P2Y12 receptor inhibitors are commonly used in clinical antiplatelet therapy, typically alongside other medications. Vicagrel, a promising P2Y12 receptor inhibitor, has submitted a new drug marketing application to the U.S. FDA. Its primary metabolites and some metabolic pathways are identical to those of clopidogrel. The aim of this study was to investigate the effects of the thiol methyltransferase inhibitor ({plus minus})-2,3-dichloro-α-methylbenzylamine (DCMB) on the metabolism and pharmacokinetics of vicagrel. In vitro incubation with human and rat liver microsomes revealed that DCMB significantly inhibited the methylation of vicagrel's thiol metabolite M15-1. Rats were orally administered 6 mg/kg [14C]vicagrel (100 µCi/kg) 1 h after peritoneal injection with or without DCMB (80 mg/kg). Compared to the control group, the plasma of DCMB-pretreated rats exhibited C max decrease and T max delay for all vicagrel-related substances, the methylation product of the thiol metabolite (M9-2) and the derivatization product of the active thiol metabolite (MP-M15-2). However, no significant changes in AUC or t 1/2 were observed. DCMB had negligible effect on the total radiological recovery of vicagrel within 72 h, although the rate of vicagrel excretion slowed down within 48 h.

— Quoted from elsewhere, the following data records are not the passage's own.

//! Streaming JSON writer.
//!
//! [`Encoder`] appends one JSON fragment per call and decides on its own
//! whether a `,` is needed before it: if the last byte written is `{`, `[`,
//! `:` or `,` (or nothing was written yet) the value follows directly,
//! otherwise a separator is inserted. Call order is therefore the only thing
//! the caller has to get right.
//!
//! ```rust
//! use jsoncodec::Encoder;
//!
//! let mut enc = Encoder::new(64);
//! enc.append_object_begin();
//! enc.append_object_key("a");
//! enc.append_i32(1);
//! enc.append_object_key("b");
//! enc.append_bool(true);
//! enc.append_object_end();
//! assert_eq!(enc.finish(), br#"{"a":1,"b":true}"#);
//! ```
//!
//! Two departures from plain JSON: non-finite floats are
//! written as the quoted strings `"NaN"`, `"+Inf"` and `"-Inf"`, and keys are
//! written in call order with no sorting.

use std::{fmt, io};

use base64::{Engine, engine::general_purpose::STANDARD, write::EncoderWriter};

use crate::{error::MarshalError, options::EncoderOptions};

const HEX: &[u8; 16] = b"0123456789abcdef";

/// Encoded base64 lengths up to this are encoded in one shot into the
/// buffer; longer ones stream through a base64 writer.
const BASE64_INLINE_LIMIT: usize = 1024;

/// A value that writes its own JSON representation.
///
/// Used by [`Encoder::append_interface`] for nested values whose shape is
/// only known at run time. Implementations append exactly one complete JSON
/// value to `out`.
pub trait MarshalJson {
    /// Appends the JSON form of `self` to `out`.
    ///
    /// # Errors
    ///
    /// Any failure aborts the surrounding encode; `out` may hold a partial
    /// value afterwards.
    fn marshal_json(&self, out: &mut Vec<u8>) -> Result<(), MarshalError>;
}

impl<T: MarshalJson + ?Sized> MarshalJson for &T {
    fn marshal_json(&self, out: &mut Vec<u8>) -> Result<(), MarshalError> {
        (**self).marshal_json(out)
    }
}

impl<T: MarshalJson + ?Sized> MarshalJson for Box<T> {
    fn marshal_json(&self, out: &mut Vec<u8>) -> Result<(), MarshalError> {
        (**self).marshal_json(out)
    }
}

/// Serializes the wrapped value structurally through `serde_json`.
///
/// The fallback for nested values that have no [`MarshalJson`] impl of their
/// own.
///
/// ```rust
/// use jsoncodec::{Encoder, Structural};
///
/// let mut enc = Encoder::new(0);
/// enc.append_array_begin();
/// enc.append_interface(Some(&Structural(vec![1, 2]))).unwrap();
/// enc.append_interface::<Structural<u8>>(None).unwrap();
/// enc.append_array_end();
/// assert_eq!(enc.finish(), b"[[1,2],null]");
/// ```
#[cfg(feature = "serde")]
#[derive(Debug, Clone, Copy, PartialEq, Eq, Default)]
pub struct Structural<T>(pub T);

#[cfg(feature = "serde")]
impl<T: serde::Serialize> MarshalJson for Structural<T> {
    fn marshal_json(&self, out: &mut Vec<u8>) -> Result<(), MarshalError> {
        serde_json::to_writer(out, &self.0)?;
        Ok(())
    }
}

#[cfg(feature = "serde")]
impl MarshalJson for serde_json::Value {
    fn marshal_json(&self, out: &mut Vec<u8>) -> Result<(), MarshalError> {
        serde_json::to_writer(out, self)?;
        Ok(())
    }
}

/// Write-only JSON buffer.
///
/// One encoder produces one document; [`finish`](Self::finish) hands the
/// bytes over. After a failed [`append_interface`](Self::append_interface)
/// the buffer holds a partial value and must be discarded.
#[derive(Debug, Clone)]
pub struct Encoder {
    buf: Vec<u8>,
    escape_html: bool,
}

impl Encoder {
    /// An empty encoder with room for `capacity` bytes and default options.
    #[must_use]
    pub fn new(capacity: usize) -> Self {
        Self::with_options(capacity, EncoderOptions::default())
    }

    /// An empty encoder with explicit options.
    #[must_use]
    pub fn with_options(capacity: usize, options: EncoderOptions) -> Self {
        Self {
            buf: Vec::with_capacity(capacity),
            escape_html: options.escape_html,
        }
    }

    /// Consumes the encoder and returns what was written.
    #[must_use]
    pub fn finish(self) -> Vec<u8> {
        self.buf
    }

    /// The bytes written so far.
    #[must_use]
    pub fn as_bytes(&self) -> &[u8] {
        &self.buf
    }

    /// Number of bytes written so far.
    #[must_use]
    pub fn len(&self) -> usize {
        self.buf.len()
    }

    /// Whether nothing was written yet.
    #[must_use]
    pub fn is_empty(&self) -> bool {
        self.buf.is_empty()
    }

    /// Writes `{`.
    pub fn append_object_begin(&mut self) {
        self.append_element_separator();
        self.buf.push(b'{');
    }

    /// Writes `}`.
    pub fn append_object_end(&mut self) {
        self.buf.push(b'}');
    }

    /// Writes `[`.
    pub fn append_array_begin(&mut self) {
        self.append_element_separator();
        self.buf.push(b'[');
    }

    /// Writes `]`.
    pub fn append_array_end(&mut self) {
        self.buf.push(b']');
    }

    /// Writes an escaped key followed by `:`.
    pub fn append_object_key(&mut self, key: &str) {
        self.append_element_separator();
        self.write_string(key);
        self.buf.push(b':');
    }

    /// Writes an escaped string.
    pub fn append_str(&mut self, v: &str) {
        self.append_element_separator();
        self.write_string(v);
    }

    /// Writes `v` as a standard, padded base64 string.
    ///
    /// Absent byte strings are written with [`append_null`](Self::append_null).
    pub fn append_bytes(&mut self, v: &[u8]) {
        self.append_element_separator();
        self.buf.push(b'"');
        if !v.is_empty() {
            match base64::encoded_len(v.len(), true) {
                Some(len) if len <= BASE64_INLINE_LIMIT => {
                    let start = self.buf.len();
                    self.buf.resize(start + len, 0);
                    let written = STANDARD.encode_slice(v, &mut self.buf[start..]).unwrap_or(0);
                    self.buf.truncate(start + written);
                }
                _ => {
                    tracing::trace!(len = v.len(), "streaming base64 encode");
                    let mut writer = EncoderWriter::new(&mut self.buf, &STANDARD);
                    // Writes into a Vec cannot fail.
                    let _ = io::Write::write_all(&mut writer, v);
                    let _ = writer.finish();
                }
            }
        }
        self.buf.push(b'"');
    }

    /// Writes `true` or `false`.
    pub fn append_bool(&mut self, v: bool) {
        self.append_element_separator();
        let lit: &[u8] = if v { b"true" } else { b"false" };
        self.buf.extend_from_slice(lit);
    }

    /// Writes a decimal integer.
    pub fn append_i32(&mut self, v: i32) {
        self.append_element_separator();
        self.write_display(v);
    }

    /// Writes a decimal integer.
    pub fn append_i64(&mut self, v: i64) {
        self.append_element_separator();
        self.write_display(v);
    }

    /// Writes a decimal integer.
    pub fn append_u32(&mut self, v: u32) {
        self.append_element_separator();
        self.write_display(v);
    }

    /// Writes a decimal integer.
    pub fn append_u64(&mut self, v: u64) {
        self.append_element_separator();
        self.write_display(v);
    }

    /// Writes the shortest decimal that reads back as the same `f32`, without
    /// an exponent. Non-finite values become `"NaN"`, `"+Inf"` or `"-Inf"`.
    pub fn append_f32(&mut self, v: f32) {
        self.append_element_separator();
        if !self.write_non_finite(f64::from(v)) {
            self.write_display(v);
        }
    }

    /// Writes the shortest decimal that reads back as the same `f64`, without
    /// an exponent. Non-finite values become `"NaN"`, `"+Inf"` or `"-Inf"`.
    pub fn append_f64(&mut self, v: f64) {
        self.append_element_separator();
        if !self.write_non_finite(v) {
            self.write_display(v);
        }
    }

    /// Writes `null`.
    pub fn append_null(&mut self) {
        self.append_element_separator();
        self.buf.extend_from_slice(b"null");
    }

    /// Writes a nested value through its own [`MarshalJson`] impl, or `null`
    /// for `None`.
    ///
    /// # Errors
    ///
    /// Returns the impl's error. The buffer then holds a partial value and
    /// the whole encode must be abandoned.
    pub fn append_interface<V: MarshalJson + ?Sized>(
        &mut self,
        v: Option<&V>,
    ) -> Result<(), MarshalError> {
        self.append_element_separator();
        let Some(v) = v else {
            self.buf.extend_from_slice(b"null");
            return Ok(());
        };
        v.marshal_json(&mut self.buf).inspect_err(|err| {
            tracing::debug!(%err, len = self.buf.len(), "nested marshal_json failed");
        })
    }

    /// Writes any `Serialize` value structurally.
    ///
    /// # Errors
    ///
    /// Returns the serializer's error; see [`append_interface`](Self::append_interface).
    #[cfg(feature = "serde")]
    pub fn append_serialize<T: serde::Serialize + ?Sized>(
        &mut self,
        v: &T,
    ) -> Result<(), MarshalError> {
        self.append_element_separator();
        serde_json::to_writer(&mut self.buf, v).map_err(|err| {
            tracing::debug!(%err, "structural serialization failed");
            MarshalError::from(err)
        })
    }

    fn append_element_separator(&mut self) {
        match self.buf.last() {
            None | Some(b'{' | b'[' | b':' | b',') => {}
            Some(_) => self.buf.push(b','),
        }
    }

    fn write_display(&mut self, v: impl fmt::Display) {
        // Writes into a Vec cannot fail.
        let _ = io::Write::write_fmt(&mut self.buf, format_args!("{v}"));
    }

    fn write_non_finite(&mut self, v: f64) -> bool {
        let sentinel: &[u8] = if v.is_nan() {
            b"\"NaN\""
        } else if v == f64::INFINITY {
            b"\"+Inf\""
        } else if v == f64::NEG_INFINITY {
            b"\"-Inf\""
        } else {
            return false;
        };
        self.buf.extend_from_slice(sentinel);
        true
    }

    fn write_string(&mut self, s: &str) {
        let bytes = s.as_bytes();
        self.buf.push(b'"');
        let mut start = 0;
        let mut i = 0;
        while i < bytes.len() {
            let b = bytes[i];
            if b < 0x80 {
                if !self.needs_escape(b) {
                    i += 1;
                    continue;
                }
                self.buf.extend_from_slice(&bytes[start..i]);
                match b {
                    b'\\' | b'"' => self.buf.extend_from_slice(&[b'\\', b]),
                    b'\n' => self.buf.extend_from_slice(b"\\n"),
                    b'\r' => self.buf.extend_from_slice(b"\\r"),
                    b'\t' => self.buf.extend_from_slice(b"\\t"),
                    _ => self.buf.extend_from_slice(&[
                        b'\\',
                        b'u',
                        b'0',
                        b'0',
                        HEX[usize::from(b >> 4)],
                        HEX[usize::from(b & 0xF)],
                    ]),
                }
                i += 1;
                start = i;
                continue;
            }
            // U+2028 and U+2029 encode as E2 80 A8 and E2 80 A9.
            if self.escape_html
                && b == 0xE2
                && bytes.get(i + 1) == Some(&0x80)
                && matches!(bytes.get(i + 2), Some(0xA8 | 0xA9))
            {
                self.buf.extend_from_slice(&bytes[start..i]);
                self.buf.extend_from_slice(b"\\u202");
                self.buf.push(HEX[usize::from(bytes[i + 2] & 0xF)]);
                i += 3;
                start = i;
                continue;
            }
            i += 1;
        }
        self.buf.extend_from_slice(&bytes[start..]);
        self.buf.push(b'"');
    }

    fn needs_escape(&self, b: u8) -> bool {
        match b {
            0x00..=0x1F | b'"' | b'\\' => true,
            b'<' | b'>' | b'&' => self.escape_html,
            _ => false,
        }
    }
}

/// Raw bytes, written as given with no separator or escaping.
impl io::Write for Encoder {
    fn write(&mut self, buf: &[u8]) -> io::Result<usize> {
        self.buf.extend_from_slice(buf);
        Ok(buf.len())
    }

    fn flush(&mut self) -> io::Result<()> {
        Ok(())
    }
}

DCMB had a negligible impact on the metabolic pathway of vicagrel. Overall, the present study found that DCMB did not significantly affect the total exposure, metabolic pathways, metabolite profiles, or total excretion rates of vicagrel-related metabolites in rats, but led to C max decrease, T max delay, and slower excretion rate within 48 h. Significance Statement This study used LC-MS/MS combined with radiolabeling technology to investigate the effects of the TMT inhibitor DCMB on the absorption, metabolism and excretion of vicagrel in rats. This work helps to better understand the in vivo metabolism of active thiol metabolites of P2Y12 inhibitors such as clopidogrel and vicagrel, etc.